==== MATERIAL SHOWN ====
//! Evals command implementation.

use crate::agent::{ChatBackend, DocsAssistant, OpenAIBackend};
use crate::cli::preflight::{self, Operation};
use crate::cli::Output;
use crate::config::{Prompts, Settings};
use crate::evals::{Dataset, ModelGrader, PrintOptions};
use anyhow::{Context, Result};
use std::path::PathBuf;
use std::sync::Arc;
use std::time::Duration;

/// Run the evals command.
pub async fn run_evals(
    dataset: Option<String>,
    save: Option<String>,
    concurrency: Option<usize>,
    settings: Settings,
) -> Result<()> {
    if let Err(e) = preflight::check(Operation::Evals, &settings) {
        Output::error(&format!("{}", e));
        Output::info("Run 'trellis doctor' for detailed diagnostics.");
        return Err(e.into());
    }

    let dataset = match dataset {
        Some(path) => {
            let path = Settings::expand_path(&path);
            Dataset::load(&path)
                .with_context(|| format!("Failed to load dataset from {}", path.display()))?
        }
        None => Dataset::builtin(),
    };
    let concurrency = concurrency.unwrap_or(settings.evals.concurrency);

    let prompts = Prompts::from_settings(&settings)?;
    let assistant = DocsAssistant::from_settings(&settings, &prompts)?;
    let backend: Arc<dyn ChatBackend> = Arc::new(OpenAIBackend::new(Duration::from_secs(
        settings.agent.request_timeout_secs,
    ))?);
    let grader = ModelGrader::new(backend, &settings.evals.judge_model, prompts.judge.clone());

    Output::header("Running PydanticAI Docs Agent Evaluation");
    Output::kv("Cases", &dataset.cases.len().to_string());
    Output::kv("Concurrency", &concurrency.to_string());

    let spinner = Output::spinner("Evaluating...");
    let report = dataset.evaluate(&assistant, &grader, concurrency).await;
    spinner.finish_and_clear();

    report.print(PrintOptions::default());

    if let Some(path) = save {
        let path = if path.is_empty() {
            PathBuf::from(&settings.evals.dataset_path)
        } else {
            Settings::expand_path(&path)
        };
        dataset.save(&path)?;
        Output::success(&format!("Dataset saved to: {}", path.display()));
    }

    if report.failures() > 0 {
        Output::warning(&format!("{} case(s) failed.", report.failures()));
    }

    Ok(())
}
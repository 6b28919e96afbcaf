//! CLI output formatting utilities.

use crate::agent::{BotResponse, McpBotResponse};
use console::style;
use indicatif::{ProgressBar, ProgressStyle};

/// Output helper for CLI formatting.
pub struct Output;

impl Output {
    /// Print an info message.
    pub fn info(msg: &str) {
        println!("{} {}", style(">>").cyan().bold(), msg);
    }

    /// Print a success message.
    pub fn success(msg: &str) {
        println!("{} {}", style(">>").green().bold(), msg);
    }

    /// Print a warning message.
    pub fn warning(msg: &str) {
        eprintln!("{} {}", style(">>").yellow().bold(), msg);
    }

    /// Print an error message.
    pub fn error(msg: &str) {
        eprintln!("{} {}", style(">>").red().bold(), msg);
    }

    /// Print a header.
    pub fn header(msg: &str) {
        println!("\n{}", style(msg).bold().underlined());
    }

    /// Print a key-value pair.
    pub fn kv(key: &str, value: &str) {
        println!("  {}: {}", style(key).dim(), value);
    }

    /// Print a list item.
    pub fn list_item(msg: &str) {
        println!("  {} {}", style("*").cyan(), msg);
    }

    /// Print a docs agent answer.
    pub fn bot_response(response: &BotResponse) {
        println!("\n{}\n", response.answer);
        Output::kv("Reasoning", &response.reasoning);
        if let Some(reference) = &response.reference {
            Output::kv("Reference", reference);
        }
        Output::kv("Confidence", &confidence(response.confidence_percentage));
    }

    /// Print a browser agent answer.
    pub fn mcp_response(response: &McpBotResponse) {
        println!("\n{}\n", response.answer);
        Output::kv("Reasoning", &response.reasoning);
        Output::kv("Confidence", &confidence(response.confidence_percentage));
        if !response.websites_accessed.is_empty() {
            Output::header("Websites accessed");
            for site in &response.websites_accessed {
                Output::list_item(site);
            }
        }
    }

    /// Create a spinner.
    pub fn spinner(msg: &str) -> ProgressBar {
        let pb = ProgressBar::new_spinner();
        if let Ok(spinner_style) = ProgressStyle::default_spinner().template("{spinner:.green} {msg}") {
            pb.set_style(spinner_style);
        }
        pb.set_message(msg.to_string());
        pb.enable_steady_tick(std::time::Duration::from_millis(100));
        pb
    }
}

fn confidence(percentage: i64) -> String {
    let text = format!("{}%", percentage);
    match percentage {
        80.. => style(text).green().to_string(),
        50..=79 => style(text).yellow().to_string(),
        _ => style(text).red().to_string(),
    }
}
====
== WORK TO COMPLETE ==
Return all of the entries word for word.

== SOLUTION BELOW ==
//! Evals command implementation.

use crate::agent::{ChatBackend, DocsAssistant, OpenAIBackend};
use crate::cli::preflight::{self, Operation};
use crate::cli::Output;
use crate::config::{Prompts, Settings};
use crate::evals::{Dataset, ModelGrader, PrintOptions};
use anyhow::{Context, Result};
use std::path::PathBuf;
use std::sync::Arc;
use std::time::Duration;

/// Run the evals command.
pub async fn run_evals(
    dataset: Option<String>,
    save: Option<String>,
    concurrency: Option<usize>,
    settings: Settings,
) -> Result<()> {
    if let Err(e) = preflight::check(Operation::Evals, &settings) {
        Output::error(&format!("{}", e));
        Output::info("Run 'trellis doctor' for detailed diagnostics.");
        return Err(e.into());
    }

    let dataset = match dataset {
        Some(path) => {
            let path = Settings::expand_path(&path);
            Dataset::load(&path)
                .with_context(|| format!("Failed to load dataset from {}", path.display()))?
        }
        None => Dataset::builtin(),
    };
    let concurrency = concurrency.unwrap_or(settings.evals.concurrency);

    let prompts = Prompts::from_settings(&settings)?;
    let assistant = DocsAssistant::from_settings(&settings, &prompts)?;
    let backend: Arc<dyn ChatBackend> = Arc::new(OpenAIBackend::new(Duration::from_secs(
        settings.agent.request_timeout_secs,
    ))?);
    let grader = ModelGrader::new(backend, &settings.evals.judge_model, prompts.judge.clone());

    Output::header("Running PydanticAI Docs Agent Evaluation");
    Output::kv("Cases", &dataset.cases.len().to_string());
    Output::kv("Concurrency", &concurrency.to_string());

    let spinner = Output::spinner("Evaluating...");
    let report = dataset.evaluate(&assistant, &grader, concurrency).await;
    spinner.finish_and_clear();

    report.print(PrintOptions::default());

    if let Some(path) = save {
        let path = if path.is_empty() {
            PathBuf::from(&settings.evals.dataset_path)
        } else {
            Settings::expand_path(&path)
        };
        dataset.save(&path)?;
        Output::success(&format!("Dataset saved to: {}", path.display()));
    }

    if report.failures() > 0 {
        Output::warning(&format!("{} case(s) failed.", report.failures()));
    }

    Ok(())
}
repository 6b28919e96afbcaf
//! CLI output formatting utilities.

use crate::agent::{BotResponse, McpBotResponse};
use console::style;
use indicatif::{ProgressBar, ProgressStyle};

/// Output helper for CLI formatting.
pub struct Output;

impl Output {
    /// Print an info message.
    pub fn info(msg: &str) {
        println!("{} {}", style(">>").cyan().bold(), msg);
    }

    /// Print a success message.
    pub fn success(msg: &str) {
        println!("{} {}", style(">>").green().bold(), msg);
    }

    /// Print a warning message.
    pub fn warning(msg: &str) {
        eprintln!("{} {}", style(">>").yellow().bold(), msg);
    }

    /// Print an error message.
    pub fn error(msg: &str) {
        eprintln!("{} {}", style(">>").red().bold(), msg);
    }

    /// Print a header.
    pub fn header(msg: &str) {
        println!("\n{}", style(msg).bold().underlined());
    }

    /// Print a key-value pair.
    pub fn kv(key: &str, value: &str) {
        println!("  {}: {}", style(key).dim(), value);
    }

    /// Print a list item.
    pub fn list_item(msg: &str) {
        println!("  {} {}", style("*").cyan(), msg);
    }

    /// Print a docs agent answer.
    pub fn bot_response(response: &BotResponse) {
        println!("\n{}\n", response.answer);
        Output::kv("Reasoning", &response.reasoning);
        if let Some(reference) = &response.reference {
            Output::kv("Reference", reference);
        }
        Output::kv("Confidence", &confidence(response.confidence_percentage));
    }

    /// Print a browser agent answer.
    pub fn mcp_response(response: &McpBotResponse) {
        println!("\n{}\n", response.answer);
        Output::kv("Reasoning", &response.reasoning);
        Output::kv("Confidence", &confidence(response.confidence_percentage));
        if !response.websites_accessed.is_empty() {
            Output::header("Websites accessed");
            for site in &response.websites_accessed {
                Output::list_item(site);
            }
        }
    }

    /// Create a spinner.
    pub fn spinner(msg: &str) -> ProgressBar {
        let pb = ProgressBar::new_spinner();
        if let Ok(spinner_style) = ProgressStyle::default_spinner().template("{spinner:.green} {msg}") {
            pb.set_style(spinner_style);
        }
        pb.set_message(msg.to_string());
        pb.enable_steady_tick(std::time::Duration::from_millis(100));
        pb
    }
}

fn confidence(percentage: i64) -> String {
    let text = format!("{}%", percentage);
    match percentage {
        80.. => style(text).green().to_string(),
        50..=79 => style(text).yellow().to_string(),
        _ => style(text).red().to_string(),
    }
}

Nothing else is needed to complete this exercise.